■ Instructions to follow: Search the records for the string "TrackCandidate" and copy every line in which it appears.

■ Saved entries:
——————

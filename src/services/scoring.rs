/// Relevance scoring, tier selection, and candidate conversion
///
/// Scoring is a deterministic additive heuristic capped at 100. The weight
/// values are tuned constants carried over from production behavior; they
/// have no analytical derivation and should not be "improved" casually.
///
/// Selection is stateful: tiers are picked in a fixed order against one
/// shared exclusion set so no track appears twice in a result.
use std::collections::HashSet;

use chrono::{DateTime, Duration, Utc};

use crate::{
    models::{Intent, Recommendation, Tier, TrackCandidate},
    services::providers::ListeningHistory,
    services::sourcing,
};

// Primary-match branch, highest applicable wins
const ARTIST_MATCH_SCORE: u32 = 40;
const GENRE_MATCH_SCORE: u32 = 30;
const MOOD_MATCH_SCORE: u32 = 25;
const BASE_SCORE: u32 = 10;

/// Per intent keyword found in the title, independent of the primary branch
const KEYWORD_BONUS: u32 = 10;

// Quality heuristics
const OFFICIAL_BONUS: u32 = 10;
const AUDIO_VIDEO_BONUS: u32 = 5;
const NOT_COVER_BONUS: u32 = 5;

// Recency
const RECENT_BONUS: u32 = 10; // within a year
const MODERN_BONUS: u32 = 5; // within three years

const MAX_SCORE: u32 = 100;

/// How many candidates each non-highlight tier pulls before truncation
pub const DEEP_CUT_POOL_SIZE: usize = 5;
pub const MAINSTREAM_POOL_SIZE: usize = 3;

/// Per-channel cap applied when picking a tier
pub const SELECTION_CHANNEL_CAP: usize = 1;

fn contains(haystack: &str, needle: &str) -> bool {
    haystack.contains(&needle.to_lowercase())
}

/// Scores a candidate against the extracted intent, 0 to [`MAX_SCORE`]
///
/// Deterministic: identical inputs always produce the identical score.
pub fn relevance_score(candidate: &TrackCandidate, intent: &Intent, now: DateTime<Utc>) -> u32 {
    let title = candidate.title.to_lowercase();
    let channel = candidate.channel.to_lowercase();

    let mut score = match (&intent.artist, &intent.genre, &intent.mood) {
        (Some(artist), _, _) if contains(&title, artist) || contains(&channel, artist) => {
            ARTIST_MATCH_SCORE
        }
        (_, Some(genre), _) if contains(&title, genre) => GENRE_MATCH_SCORE,
        (_, _, Some(mood)) if contains(&title, mood) => MOOD_MATCH_SCORE,
        _ => BASE_SCORE,
    };

    for keyword in [&intent.mood, &intent.genre, &intent.activity, &intent.query]
        .into_iter()
        .flatten()
    {
        if contains(&title, keyword) {
            score += KEYWORD_BONUS;
        }
    }

    if title.contains("official") {
        score += OFFICIAL_BONUS;
    }
    if title.contains("audio") || title.contains("video") {
        score += AUDIO_VIDEO_BONUS;
    }
    if !title.contains("cover") && !title.contains("karaoke") {
        score += NOT_COVER_BONUS;
    }

    if let Some(published) = candidate.published_at {
        let age = now.signed_duration_since(published);
        if age <= Duration::days(365) {
            score += RECENT_BONUS;
        } else if age <= Duration::days(3 * 365) {
            score += MODERN_BONUS;
        }
    }

    score.min(MAX_SCORE)
}

/// Picks the single best candidate; ties break to first input occurrence
pub fn pick_highlight<'a>(
    pool: &'a [TrackCandidate],
    intent: &Intent,
    now: DateTime<Utc>,
) -> Option<&'a TrackCandidate> {
    let mut best: Option<(&TrackCandidate, u32)> = None;

    for candidate in pool {
        let score = relevance_score(candidate, intent, now);
        // Strict comparison keeps the first occurrence on ties
        if best.map_or(true, |(_, best_score)| score > best_score) {
            best = Some((candidate, score));
        }
    }

    best.map(|(candidate, _)| candidate)
}

/// Picks up to `take` candidates for a tier from the not-yet-excluded pool
///
/// Re-diversifies at one candidate per channel so a tier never repeats an
/// uploader. Returns an empty vector when the pool is exhausted; the caller
/// substitutes the tier's fallback in that case.
pub fn pick_tier<'a>(
    pool: &'a [TrackCandidate],
    excluded: &HashSet<String>,
    take: usize,
) -> Vec<&'a TrackCandidate> {
    let remaining: Vec<TrackCandidate> = pool
        .iter()
        .filter(|c| !excluded.contains(&c.id))
        .cloned()
        .collect();

    let diversified = sourcing::diversify(remaining, SELECTION_CHANNEL_CAP);
    let picked_ids: HashSet<String> = diversified
        .into_iter()
        .take(take)
        .map(|c| c.id)
        .collect();

    // Map back to pool references, preserving pool order
    pool.iter().filter(|c| picked_ids.contains(&c.id)).collect()
}

/// Strips `(...)` and `[...]` annotations and collapses leftover whitespace
pub fn clean_title(raw: &str) -> String {
    let mut cleaned = String::with_capacity(raw.len());
    let mut depth = 0u32;

    for ch in raw.chars() {
        match ch {
            '(' | '[' => depth += 1,
            ')' | ']' => depth = depth.saturating_sub(1),
            _ if depth == 0 => cleaned.push(ch),
            _ => {}
        }
    }

    cleaned.split_whitespace().collect::<Vec<_>>().join(" ")
}

/// Splits a raw video title into (artist, song title)
///
/// Titles usually follow "Artist - Song"; when no dash is present the
/// channel name stands in for the artist and the whole title is the song.
pub fn split_title(raw: &str, channel: &str) -> (String, String) {
    match raw.split_once('-') {
        Some((artist, title)) if !artist.trim().is_empty() && !title.trim().is_empty() => {
            (artist.trim().to_string(), clean_title(title))
        }
        _ => (channel.to_string(), clean_title(raw)),
    }
}

/// Converts a selected candidate into a [`Recommendation`]
///
/// Album art comes from the metadata collaborator when available; any
/// failure there silently falls back to the video thumbnail.
pub async fn to_recommendation(
    history: &dyn ListeningHistory,
    candidate: &TrackCandidate,
    tier: Tier,
) -> Recommendation {
    let (artist, title) = split_title(&candidate.title, &candidate.channel);

    let artwork_url = match history.track_art(&artist, &title).await {
        Ok(Some(art)) => Some(art),
        Ok(None) => candidate.thumbnail_url.clone(),
        Err(e) => {
            tracing::debug!(artist = %artist, title = %title, error = %e, "Album art lookup failed");
            candidate.thumbnail_url.clone()
        }
    };

    Recommendation {
        id: candidate.id.clone(),
        title,
        artist,
        artwork_url,
        video_id: candidate.id.clone(),
        duration: candidate.duration.clone(),
        tier,
    }
}

/// Fixed substitute served when a tier's candidate pool is empty
pub fn fallback_recommendation(tier: Tier) -> Recommendation {
    let (id, title, artist, video_id) = match tier {
        Tier::Highlight => (
            "fallback-highlight",
            "Bohemian Rhapsody",
            "Queen",
            "fJ9rUzIMcZQ",
        ),
        Tier::DeepCut => ("fallback-deep-cut", "Pink Moon", "Nick Drake", "vaOvA1xqNCY"),
        Tier::Mainstream => (
            "fallback-mainstream",
            "Blinding Lights",
            "The Weeknd",
            "4NRXx6U8ABQ",
        ),
    };

    Recommendation {
        id: id.to_string(),
        title: title.to_string(),
        artist: artist.to_string(),
        artwork_url: None,
        video_id: video_id.to_string(),
        duration: None,
        tier,
    }
}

——————

■ Your response:
    models::{Intent, Recommendation, Tier, TrackCandidate},
pub fn relevance_score(candidate: &TrackCandidate, intent: &Intent, now: DateTime<Utc>) -> u32 {
    pool: &'a [TrackCandidate],
) -> Option<&'a TrackCandidate> {
    let mut best: Option<(&TrackCandidate, u32)> = None;
    pool: &'a [TrackCandidate],
) -> Vec<&'a TrackCandidate> {
    let remaining: Vec<TrackCandidate> = pool
    candidate: &TrackCandidate,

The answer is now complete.